◆ **The task**:
Transcribe exactly the line that contains "Arc::new(HttpDatasetSource::new(server.uri(), dir.path(), 5));" and every line after it to the end of the entries, and nothing more.

::::::

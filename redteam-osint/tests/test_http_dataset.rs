//! End-to-end vessel collection through an HTTP dataset source

use redteam_osint::{HttpDatasetSource, TargetProvider};
use std::sync::Arc;
use wiremock::matchers::{method, path};
use wiremock::{Mock, MockServer, ResponseTemplate};

mod common;

use common::fixtures::{SAMPLE_AIS_CSV, test_config};

#[tokio::test]
async fn test_downloaded_csv_is_extracted() {
    let server = MockServer::start().await;
    Mock::given(method("GET"))
        .and(path("/eminserkanerdonmez/ais-dataset"))
        .respond_with(ResponseTemplate::new(200).set_body_string(SAMPLE_AIS_CSV))
        .expect(1)
        .mount(&server)
        .await;

    let dir = tempfile::tempdir().unwrap();
    let config = test_config(dir.path());
    let source = Arc::new(HttpDatasetSource::new(
        server.uri(),
        config.data_dir.join("datasets"),
        5,
    ));
    let provider = TargetProvider::new(config, source);

    let vessels = provider.collect_vessels(10).await;
    assert_eq!(vessels.len(), 3);
    assert_eq!(vessels[0].vessel_name, "GULF TRADER");

    // Served from cache; the mock expects exactly one download
    assert_eq!(provider.collect_vessels(10).await.len(), 3);
}

#[tokio::test]
async fn test_zip_download_falls_back_to_synthetic() {
    let server = MockServer::start().await;
    Mock::given(method("GET"))
        .respond_with(ResponseTemplate::new(200).set_body_bytes(b"PK\x03\x04....".to_vec()))
        .mount(&server)
        .await;

    let dir = tempfile::tempdir().unwrap();
    let config = test_config(dir.path());
    let source = Arc::new(HttpDatasetSource::new(server.uri(), dir.path(), 5));

    let vessels = TargetProvider::new(config, source).collect_vessels(4).await;
    assert_eq!(vessels.len(), 4);
    assert!(vessels.iter().all(|v| v.imo.starts_with("IMO")));
}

::::::

◆ **Result below**:
    let source = Arc::new(HttpDatasetSource::new(server.uri(), dir.path(), 5));

    let vessels = TargetProvider::new(config, source).collect_vessels(4).await;
    assert_eq!(vessels.len(), 4);
    assert!(vessels.iter().all(|v| v.imo.starts_with("IMO")));
}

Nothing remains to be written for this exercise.